Today Madison has a population over 18,000. In 2000, the average household income was $87,437 and the median family income was $101,297. Residents boast of a superior school system that has an expansive recreational program with numerous volunteer opportunities. In addition to their public schools, Madison also offers three private schools: Our Lady of Mercy School, The Country School, and Grove School.
Madison occupies a central location on Connecticut’s Long Island Sound shoreline, offering its residents and visitors many beaches such as Hammonasset Beach State Park, which possesses the state’s longest public beach; Surf Club Beach, which is home to several athletic fields, including Strong Field, the town’s multi-purpose athletic complex; East Wharf, also known as the “purple sand beach”; West Wharf; and The Madison Beach Club.
In addition to beaches, Madison also has several trails to explore. Paper Mill Trail winds past the ruins of a paper mill that once harnessed the power of the Hammonasset River. Bog Iron Works trail leads you through meadows, rocky hogback ridges, and valley bottom lands to the foundation of a bog iron works dating from the late 1700s or early 1800s. Rockland Preserve offers various woodland trails, many of which include sites once used in the production of charcoal where you can discover the remnants of charcoal pits, crude stone fireplaces, and iron kettle fragments that speak to the rustic life of the charcoal workers.

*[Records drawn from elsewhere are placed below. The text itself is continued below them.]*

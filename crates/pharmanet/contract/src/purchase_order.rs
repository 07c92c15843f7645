//! Purchase order workflow.

use crate::auth::Authorizer;
use crate::{company, ContractResult, TransactionContext};
use pharmanet_types::{keys, DrugUnit, OrganizationRole, PurchaseOrder};

const BUYER_ROLES: [OrganizationRole; 2] =
    [OrganizationRole::Distributor, OrganizationRole::Retailer];

pub(crate) async fn create(
    ctx: &mut TransactionContext<'_>,
    auth: &Authorizer<'_>,
    buyer_crn: &str,
    seller_crn: &str,
    drug_name: &str,
    quantity: u32,
) -> ContractResult<PurchaseOrder> {
    let caller_role = auth.require_any(ctx, &BUYER_ROLES)?;

    let buyer = company::resolve(ctx, buyer_crn).await?;
    let seller = company::resolve(ctx, seller_crn).await?;
    if caller_role != buyer.role {
        return Err(ctx.unauthorized(format!("member of buyer {} ({})", buyer.name, buyer.role)));
    }

    if !buyer.hierarchy_rank.buys_from(seller.hierarchy_rank) {
        return Err(ctx.invalid(format!(
            "transfer of drug takes place in a hierarchical manner: \
             {} (rank {}) cannot buy from {} (rank {})",
            buyer.name, buyer.hierarchy_rank, seller.name, seller.hierarchy_rank
        )));
    }

    let order = PurchaseOrder::new(&buyer, &seller, drug_name, quantity, ctx.timestamp())
        .map_err(|err| ctx.invalid(err))?;

    let prefix = keys::drug_prefix(drug_name).map_err(|err| ctx.invalid(err))?;
    let units = ctx.query_prefix::<DrugUnit>(&prefix).await?;
    if units.is_empty() {
        return Err(ctx.invalid(format!("no unit of {} has been manufactured", drug_name)));
    }
    let held = units.iter().filter(|unit| unit.is_owned_by(&seller.key)).count();
    if held == 0 {
        return Err(ctx.invalid(format!(
            "{} does not own any unit of {}",
            seller.name, drug_name
        )));
    }
    tracing::debug!(
        tx_id = %ctx.tx_id(),
        drug = drug_name,
        held,
        requested = quantity,
        "seller holds drug"
    );

    ctx.put(&order.key, &order)?;
    Ok(order)
}
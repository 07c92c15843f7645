use crate::{StorageError, StorageResult};
use serde::{Deserialize, Serialize};
use std::fmt;

const SEPARATOR: char = '\u{0}';

/// Deterministic, order-preserving key built from a namespace and an ordered
/// tuple of attributes.
///
/// Encoding: `\0namespace\0attr1\0attr2\0`. Every component is terminated, so
/// a partial key built from leading attributes is a string prefix of exactly
/// the full keys that extend it (`["Para"]` never matches `["Paracetamol"]`).
#[derive(Clone, Debug, PartialEq, Eq, Hash, PartialOrd, Ord, Serialize, Deserialize)]
#[serde(try_from = "String", into = "String")]
pub struct CompositeKey(String);

impl CompositeKey {
    /// Build a key from a namespace and its attributes.
    ///
    /// The same encoding is used for full and partial keys; a partial key
    /// simply carries fewer attributes.
    pub fn new<I, S>(namespace: &str, attributes: I) -> StorageResult<Self>
    where
        I: IntoIterator<Item = S>,
        S: AsRef<str>,
    {
        validate_component(namespace)?;
        let mut encoded = String::with_capacity(namespace.len() + 2);
        encoded.push(SEPARATOR);
        encoded.push_str(namespace);
        encoded.push(SEPARATOR);
        for attribute in attributes {
            let attribute = attribute.as_ref();
            validate_component(attribute)?;
            encoded.push_str(attribute);
            encoded.push(SEPARATOR);
        }
        Ok(Self(encoded))
    }

    /// Raw encoded form, as stored by the ledger.
    pub fn encoded(&self) -> &str {
        &self.0
    }

    pub fn namespace(&self) -> &str {
        self.components().next().unwrap_or_default()
    }

    pub fn attributes(&self) -> Vec<&str> {
        self.components().skip(1).collect()
    }

    /// True when `self` is this key or one of its leading-attribute prefixes.
    pub fn is_prefix_of(&self, other: &CompositeKey) -> bool {
        other.0.starts_with(&self.0)
    }

    fn components(&self) -> impl Iterator<Item = &str> {
        let inner = self
            .0
            .strip_prefix(SEPARATOR)
            .and_then(|rest| rest.strip_suffix(SEPARATOR))
            .unwrap_or_default();
        inner.split(SEPARATOR)
    }
}

fn validate_component(component: &str) -> StorageResult<()> {
    if component.is_empty() {
        return Err(StorageError::InvalidInput(
            "composite key components must not be empty".to_string(),
        ));
    }
    if component.contains(SEPARATOR) {
        return Err(StorageError::InvalidInput(format!(
            "composite key component {:?} contains a reserved separator",
            component
        )));
    }
    Ok(())
}

impl fmt::Display for CompositeKey {
    fn fmt(&self, f: &mut fmt::Formatter<'_>) -> fmt::Result {
        let mut first = true;
        for component in self.components() {
            if !first {
                f.write_str(":")?;
            }
            f.write_str(component)?;
            first = false;
        }
        Ok(())
    }
}

impl TryFrom<String> for CompositeKey {
    type Error = StorageError;

    fn try_from(value: String) -> Result<Self, Self::Error> {
        let well_formed = value.len() >= 3
            && value.starts_with(SEPARATOR)
            && value.ends_with(SEPARATOR)
            && !value.contains("\u{0}\u{0}");
        if !well_formed {
            return Err(StorageError::InvalidInput(format!(
                "malformed composite key {:?}",
                value
            )));
        }
        Ok(Self(value))
    }
}

impl From<CompositeKey> for String {
    fn from(value: CompositeKey) -> Self {
        value.0
    }
}
//! Pharmanet Identity - caller identity resolution
//!
//! Every transaction is submitted on behalf of an organisation. The workflow
//! never inspects certificates itself; it asks an [`IdentityResolver`] for the
//! caller's MSP id and the organisation name of the certificate issuer, and
//! maps roles to organisation names through an [`MspDirectory`].

#![deny(unsafe_code)]

use pharmanet_types::OrganizationRole;
use serde::{Deserialize, Serialize};
use thiserror::Error;

/// Default network domain organisation names are derived from.
pub const DEFAULT_NETWORK_DOMAIN: &str = "pharma-network.com";

/// The identity a transaction was submitted with.
#[derive(Clone, Debug, PartialEq, Eq, Serialize, Deserialize)]
pub struct CallerIdentity {
    pub msp_id: String,
    /// Organisation name of the certificate issuer, e.g.
    /// `manufacturer.pharma-network.com`.
    pub organization: String,
}

impl CallerIdentity {
    pub fn new(msp_id: impl Into<String>, organization: impl Into<String>) -> Self {
        Self {
            msp_id: msp_id.into(),
            organization: organization.into(),
        }
    }

    /// Issuer organisation name with surrounding whitespace removed.
    pub fn organization_name(&self) -> &str {
        self.organization.trim()
    }
}

/// Resolves the identity of the current caller.
pub trait IdentityResolver: Send + Sync {
    fn caller_identity(&self) -> Result<CallerIdentity, IdentityError>;
}

/// Resolver that always answers with the same identity.
#[derive(Clone, Debug)]
pub struct StaticIdentity {
    identity: CallerIdentity,
}

impl StaticIdentity {
    pub fn new(identity: CallerIdentity) -> Self {
        Self { identity }
    }
}

impl IdentityResolver for StaticIdentity {
    fn caller_identity(&self) -> Result<CallerIdentity, IdentityError> {
        if self.identity.organization_name().is_empty() {
            return Err(IdentityError::MissingOrganization(
                self.identity.msp_id.clone(),
            ));
        }
        Ok(self.identity.clone())
    }
}

/// Maps organisation roles to the names and MSP ids their members carry.
#[derive(Clone, Debug, PartialEq, Eq, Serialize, Deserialize)]
pub struct MspDirectory {
    network_domain: String,
}

impl MspDirectory {
    pub fn new(network_domain: impl Into<String>) -> Self {
        Self {
            network_domain: network_domain.into(),
        }
    }

    pub fn network_domain(&self) -> &str {
        &self.network_domain
    }

    /// `manufacturer.pharma-network.com` for the default domain.
    pub fn organization_name(&self, role: OrganizationRole) -> String {
        format!("{}.{}", role.slug(), self.network_domain)
    }

    /// `manufacturerMSP` for the manufacturer role.
    pub fn msp_id(&self, role: OrganizationRole) -> String {
        format!("{}MSP", role.slug())
    }

    /// The identity a member of `role` submits transactions with.
    pub fn identity_for(&self, role: OrganizationRole) -> CallerIdentity {
        CallerIdentity::new(self.msp_id(role), self.organization_name(role))
    }

    /// The role whose organisation issued `identity`, if any.
    pub fn role_of(&self, identity: &CallerIdentity) -> Option<OrganizationRole> {
        let organization = identity.organization_name();
        OrganizationRole::ALL
            .into_iter()
            .find(|role| self.organization_name(*role) == organization)
    }
}

impl Default for MspDirectory {
    fn default() -> Self {
        Self::new(DEFAULT_NETWORK_DOMAIN)
    }
}

/// Identity errors
#[derive(Debug, Error)]
pub enum IdentityError {
    #[error("Caller identity for MSP '{0}' carries no organisation name")]
    MissingOrganization(String),
}
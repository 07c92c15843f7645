//! Composite key schemes for every record type.

use crate::RecordError;
use pharmanet_ledger::CompositeKey;

/// Entity-type namespaces of the network.
#[derive(Clone, Copy, Debug, PartialEq, Eq, Hash)]
pub enum Namespace {
    Company,
    Drug,
    PurchaseOrder,
    Shipment,
}

impl Namespace {
    pub fn as_str(self) -> &'static str {
        match self {
            Self::Company => "org.pharma-network.pharmanet.company",
            Self::Drug => "org.pharma-network.pharmanet.drug",
            Self::PurchaseOrder => "org.pharma-network.pharmanet.purchase-order",
            Self::Shipment => "org.pharma-network.pharmanet.shipment",
        }
    }

    pub fn key(self, attributes: &[&str]) -> Result<CompositeKey, RecordError> {
        CompositeKey::new(self.as_str(), attributes)
            .map_err(|err| RecordError::InvalidKey(err.to_string()))
    }
}

/// Organisation key: (registration number, name).
pub fn company(crn: &str, name: &str) -> Result<CompositeKey, RecordError> {
    Namespace::Company.key(&[crn, name])
}

/// Partial organisation key matching every organisation with `crn`.
pub fn company_prefix(crn: &str) -> Result<CompositeKey, RecordError> {
    Namespace::Company.key(&[crn])
}

/// Drug unit key: (drug name, serial number).
pub fn drug(name: &str, serial: &str) -> Result<CompositeKey, RecordError> {
    Namespace::Drug.key(&[name, serial])
}

/// Partial drug key matching every unit of `name`.
pub fn drug_prefix(name: &str) -> Result<CompositeKey, RecordError> {
    Namespace::Drug.key(&[name])
}

/// Purchase order key: (buyer registration number, drug name).
pub fn purchase_order(buyer_crn: &str, drug_name: &str) -> Result<CompositeKey, RecordError> {
    Namespace::PurchaseOrder.key(&[buyer_crn, drug_name])
}

/// Shipment key: (buyer registration number, drug name).
pub fn shipment(buyer_crn: &str, drug_name: &str) -> Result<CompositeKey, RecordError> {
    Namespace::Shipment.key(&[buyer_crn, drug_name])
}

#[cfg(test)]
mod tests {
    use super::*;

    #[test]
    fn company_prefix_matches_registered_key() {
        let key = company("CRN-1", "Acme Pharma").unwrap();
        assert!(company_prefix("CRN-1").unwrap().is_prefix_of(&key));
        assert!(!company_prefix("CRN-10").unwrap().is_prefix_of(&key));
        assert_eq!(key.namespace(), Namespace::Company.as_str());
    }

    #[test]
    fn order_and_shipment_share_attributes_but_not_namespace() {
        let order = purchase_order("CRN-2", "Paracetamol").unwrap();
        let shipment = shipment("CRN-2", "Paracetamol").unwrap();
        assert_eq!(order.attributes(), shipment.attributes());
        assert_ne!(order, shipment);
    }

    #[test]
    fn empty_attribute_is_invalid() {
        assert!(matches!(drug("", "S1"), Err(RecordError::InvalidKey(_))));
    }
}
//! Pharmanet Contract - pharmaceutical supply chain workflow
//!
//! Organisations register with a role, manufacturers record serialized drug
//! units, buyers order from the level directly above them in the hierarchy,
//! sellers ship through transporters, and retailers sell units to consumers.
//! Every unit keeps a full, replayable version history.
//!
//! All operations go through [`PharmanetContract`], which runs each call as
//! one atomic transaction against an injected
//! [`WorldState`](pharmanet_ledger::WorldState).

#![deny(unsafe_code)]

mod auth;
mod company;
pub mod config;
mod context;
mod contract;
mod drug;
mod error;
mod history;
mod purchase_order;
mod retail;
mod shipment;

pub use auth::Authorizer;
pub use config::{ConfigError, ContractConfig, RetailPolicy};
pub use context::TransactionContext;
pub use contract::PharmanetContract;
pub use error::{ContractError, ContractResult, ErrorKind, Operation};
pub use history::DrugHistory;
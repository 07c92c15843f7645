//! Output formatting utilities

use serde::Serialize;

/// Result of `verify-ledger`.
#[derive(Debug, Serialize)]
pub struct LedgerSummary {
    pub path: String,
    pub transactions: usize,
    pub head: Option<String>,
    pub verified: bool,
}

/// Print a single item as pretty JSON on stdout
pub fn print_json<T: Serialize>(data: &T) -> anyhow::Result<()> {
    println!("{}", serde_json::to_string_pretty(data)?);
    Ok(())
}

#[cfg(test)]
mod tests {
    use super::*;

    #[test]
    fn test_summary_serializes() {
        let summary = LedgerSummary {
            path: "state.json".to_string(),
            transactions: 0,
            head: None,
            verified: true,
        };
        let value = serde_json::to_value(&summary).unwrap();
        assert_eq!(value["transactions"], 0);
        assert!(value["head"].is_null());
    }
}
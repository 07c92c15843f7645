//! History query over the versions of a drug unit.

use crate::{ContractError, ContractResult, Operation};
use pharmanet_ledger::{CompositeKey, HistoryCursor, KeyVersion, WorldState};
use pharmanet_types::{keys, DrugUnit};

/// Every version ever written for one drug unit, oldest first.
///
/// Versions are decoded as they are pulled. The iterator is finite and cannot
/// be rewound; query the history again to replay it.
#[derive(Debug)]
pub struct DrugHistory {
    key: CompositeKey,
    cursor: HistoryCursor,
}

impl DrugHistory {
    pub fn key(&self) -> &CompositeKey {
        &self.key
    }
}

impl Iterator for DrugHistory {
    type Item = ContractResult<KeyVersion<DrugUnit>>;

    fn next(&mut self) -> Option<Self::Item> {
        let version = self.cursor.next()?;
        Some(version.decode::<DrugUnit>().map_err(ContractError::from))
    }

    fn size_hint(&self) -> (usize, Option<usize>) {
        self.cursor.size_hint()
    }
}

impl ExactSizeIterator for DrugHistory {}

pub(crate) async fn history(
    store: &dyn WorldState,
    name: &str,
    serial: &str,
) -> ContractResult<DrugHistory> {
    let operation = Operation::History;
    let key = keys::drug(name, serial).map_err(|err| ContractError::validation(operation, err))?;
    let cursor = store.history(&key).await?;
    if cursor.is_exhausted() {
        return Err(ContractError::not_found(
            operation,
            format!("history for drug unit {} with serial {}", name, serial),
        ));
    }
    tracing::debug!(key = %key, versions = cursor.len(), "history query");
    Ok(DrugHistory { key, cursor })
}
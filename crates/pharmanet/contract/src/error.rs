use pharmanet_identity::IdentityError;
use pharmanet_ledger::StorageError;
use serde::{Deserialize, Serialize};
use std::fmt;
use thiserror::Error;

pub type ContractResult<T> = Result<T, ContractError>;

/// Workflow operations exposed by the contract.
#[derive(Debug, Clone, Copy, PartialEq, Eq, Hash, Serialize, Deserialize)]
#[serde(rename_all = "camelCase")]
pub enum Operation {
    Register,
    AddDrug,
    CreatePurchaseOrder,
    CreateShipment,
    UpdateShipment,
    Retail,
    History,
    CurrentState,
}

impl Operation {
    pub fn as_str(self) -> &'static str {
        match self {
            Self::Register => "register",
            Self::AddDrug => "addDrug",
            Self::CreatePurchaseOrder => "createPO",
            Self::CreateShipment => "createShipment",
            Self::UpdateShipment => "updateShipment",
            Self::Retail => "retail",
            Self::History => "history",
            Self::CurrentState => "currentState",
        }
    }
}

impl fmt::Display for Operation {
    fn fmt(&self, f: &mut fmt::Formatter<'_>) -> fmt::Result {
        f.write_str(self.as_str())
    }
}

/// Coarse classification callers branch on.
#[derive(Debug, Clone, Copy, PartialEq, Eq, Hash, Serialize, Deserialize)]
pub enum ErrorKind {
    Authorization,
    Validation,
    NotFound,
    Infrastructure,
}

/// Contract errors. Any error aborts the transaction without writes.
#[derive(Debug, Error)]
pub enum ContractError {
    #[error(
        "{operation}: not authorized to initiate the transaction: \
         expected '{expected}', caller is '{actual}'"
    )]
    Authorization {
        operation: Operation,
        expected: String,
        actual: String,
    },

    #[error("{operation}: {reason}")]
    Validation { operation: Operation, reason: String },

    #[error("{operation}: {what} not found")]
    NotFound { operation: Operation, what: String },

    #[error("Ledger error: {0}")]
    Ledger(#[from] StorageError),

    #[error("Identity error: {0}")]
    Identity(#[from] IdentityError),

    #[error("Record codec error: {0}")]
    Codec(String),
}

impl ContractError {
    pub fn unauthorized(
        operation: Operation,
        expected: impl Into<String>,
        actual: impl Into<String>,
    ) -> Self {
        Self::Authorization {
            operation,
            expected: expected.into(),
            actual: actual.into(),
        }
    }

    pub fn validation(operation: Operation, reason: impl fmt::Display) -> Self {
        Self::Validation {
            operation,
            reason: reason.to_string(),
        }
    }

    pub fn not_found(operation: Operation, what: impl fmt::Display) -> Self {
        Self::NotFound {
            operation,
            what: what.to_string(),
        }
    }

    pub fn kind(&self) -> ErrorKind {
        match self {
            Self::Authorization { .. } => ErrorKind::Authorization,
            Self::Validation { .. } => ErrorKind::Validation,
            Self::NotFound { .. } => ErrorKind::NotFound,
            Self::Ledger(_) | Self::Identity(_) | Self::Codec(_) => ErrorKind::Infrastructure,
        }
    }
}

impl From<serde_json::Error> for ContractError {
    fn from(err: serde_json::Error) -> Self {
        Self::Codec(err.to_string())
    }
}

#[cfg(test)]
mod tests {
    use super::*;

    #[test]
    fn kinds_follow_variants() {
        let err = ContractError::unauthorized(
            Operation::AddDrug,
            "manufacturer.pharma-network.com",
            "retailer.pharma-network.com",
        );
        assert_eq!(err.kind(), ErrorKind::Authorization);
        assert!(err.to_string().starts_with("addDrug: not authorized"));

        let err = ContractError::validation(
            Operation::CreatePurchaseOrder,
            "quantity must be at least 1",
        );
        assert_eq!(err.kind(), ErrorKind::Validation);
        assert_eq!(err.to_string(), "createPO: quantity must be at least 1");

        let err = ContractError::not_found(Operation::Retail, "drug unit Paracetamol:S9");
        assert_eq!(err.kind(), ErrorKind::NotFound);

        let err = ContractError::from(StorageError::Conflict("stale read".to_string()));
        assert_eq!(err.kind(), ErrorKind::Infrastructure);
    }
}
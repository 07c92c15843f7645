use crate::RecordError;
use serde::{Deserialize, Serialize};
use std::fmt;
use std::str::FromStr;

/// Closed set of organisation roles in the network.
#[derive(Clone, Copy, Debug, PartialEq, Eq, Hash, Serialize, Deserialize)]
pub enum OrganizationRole {
    Manufacturer,
    Distributor,
    Retailer,
    Transporter,
}

impl OrganizationRole {
    pub const ALL: [OrganizationRole; 4] = [
        Self::Manufacturer,
        Self::Distributor,
        Self::Retailer,
        Self::Transporter,
    ];

    /// Position in the trade hierarchy. Transporters move goods but never
    /// trade them, so they are unranked.
    pub fn rank(self) -> HierarchyRank {
        match self {
            Self::Manufacturer => HierarchyRank::Ranked(1),
            Self::Distributor => HierarchyRank::Ranked(2),
            Self::Retailer => HierarchyRank::Ranked(3),
            Self::Transporter => HierarchyRank::Unranked,
        }
    }

    pub fn name(self) -> &'static str {
        match self {
            Self::Manufacturer => "Manufacturer",
            Self::Distributor => "Distributor",
            Self::Retailer => "Retailer",
            Self::Transporter => "Transporter",
        }
    }

    /// Lower-case label used for organisation domains and MSP ids.
    pub fn slug(self) -> &'static str {
        match self {
            Self::Manufacturer => "manufacturer",
            Self::Distributor => "distributor",
            Self::Retailer => "retailer",
            Self::Transporter => "transporter",
        }
    }
}

impl fmt::Display for OrganizationRole {
    fn fmt(&self, f: &mut fmt::Formatter<'_>) -> fmt::Result {
        f.write_str(self.name())
    }
}

impl FromStr for OrganizationRole {
    type Err = RecordError;

    fn from_str(value: &str) -> Result<Self, Self::Err> {
        let trimmed = value.trim();
        Self::ALL
            .into_iter()
            .find(|role| role.name().eq_ignore_ascii_case(trimmed))
            .ok_or_else(|| RecordError::UnknownRole(value.to_string()))
    }
}

/// Hierarchy rank of an organisation. Serialized as an integer, with `-1`
/// standing for "not part of the trade hierarchy".
#[derive(Clone, Copy, Debug, PartialEq, Eq, Hash, Serialize, Deserialize)]
#[serde(into = "i8", from = "i8")]
pub enum HierarchyRank {
    Ranked(u8),
    Unranked,
}

impl HierarchyRank {
    pub fn value(self) -> Option<u8> {
        match self {
            Self::Ranked(rank) => Some(rank),
            Self::Unranked => None,
        }
    }

    /// Trade flows exactly one level down the hierarchy: a buyer at rank `n`
    /// may only buy from a seller at rank `n - 1`.
    pub fn buys_from(self, seller: HierarchyRank) -> bool {
        match (self, seller) {
            (Self::Ranked(buyer), Self::Ranked(seller)) => buyer.checked_sub(seller) == Some(1),
            _ => false,
        }
    }
}

impl fmt::Display for HierarchyRank {
    fn fmt(&self, f: &mut fmt::Formatter<'_>) -> fmt::Result {
        match self {
            Self::Ranked(rank) => write!(f, "{}", rank),
            Self::Unranked => f.write_str("unranked"),
        }
    }
}

impl From<HierarchyRank> for i8 {
    fn from(value: HierarchyRank) -> Self {
        match value {
            HierarchyRank::Ranked(rank) => i8::try_from(rank).unwrap_or(i8::MAX),
            HierarchyRank::Unranked => -1,
        }
    }
}

impl From<i8> for HierarchyRank {
    fn from(value: i8) -> Self {
        match u8::try_from(value) {
            Ok(rank) if rank > 0 => Self::Ranked(rank),
            _ => Self::Unranked,
        }
    }
}
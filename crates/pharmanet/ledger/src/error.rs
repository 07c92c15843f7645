use thiserror::Error;

/// Result type for ledger operations.
pub type StorageResult<T> = Result<T, StorageError>;

/// Ledger-layer errors.
#[derive(Debug, Error)]
pub enum StorageError {
    #[error("record not found: {0}")]
    NotFound(String),

    #[error("mvcc conflict: {0}")]
    Conflict(String),

    #[error("invalid input: {0}")]
    InvalidInput(String),

    #[error("serialization error: {0}")]
    Serialization(String),

    #[error("ledger integrity violation: {0}")]
    Integrity(String),

    #[error("backend error: {0}")]
    Backend(String),

    #[error("io error: {0}")]
    Io(#[from] std::io::Error),
}

impl From<serde_json::Error> for StorageError {
    fn from(value: serde_json::Error) -> Self {
        Self::Serialization(value.to_string())
    }
}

For the history buffs, be sure visit the local landmarks and historical homes such as E.C. Scranton Memorial Library, Allis-Bushnell House, Deacon John Grave House, Meigs-Bishop House, Johnathan Murray House, Shelley House, and Camp Hadley.
While some might overlook this small community on the map, former president Bill Clinton singled it out in his memoir, My Life, as an “especially old and beautiful” favorite during his time at Yale. (Source: Coastal Living.)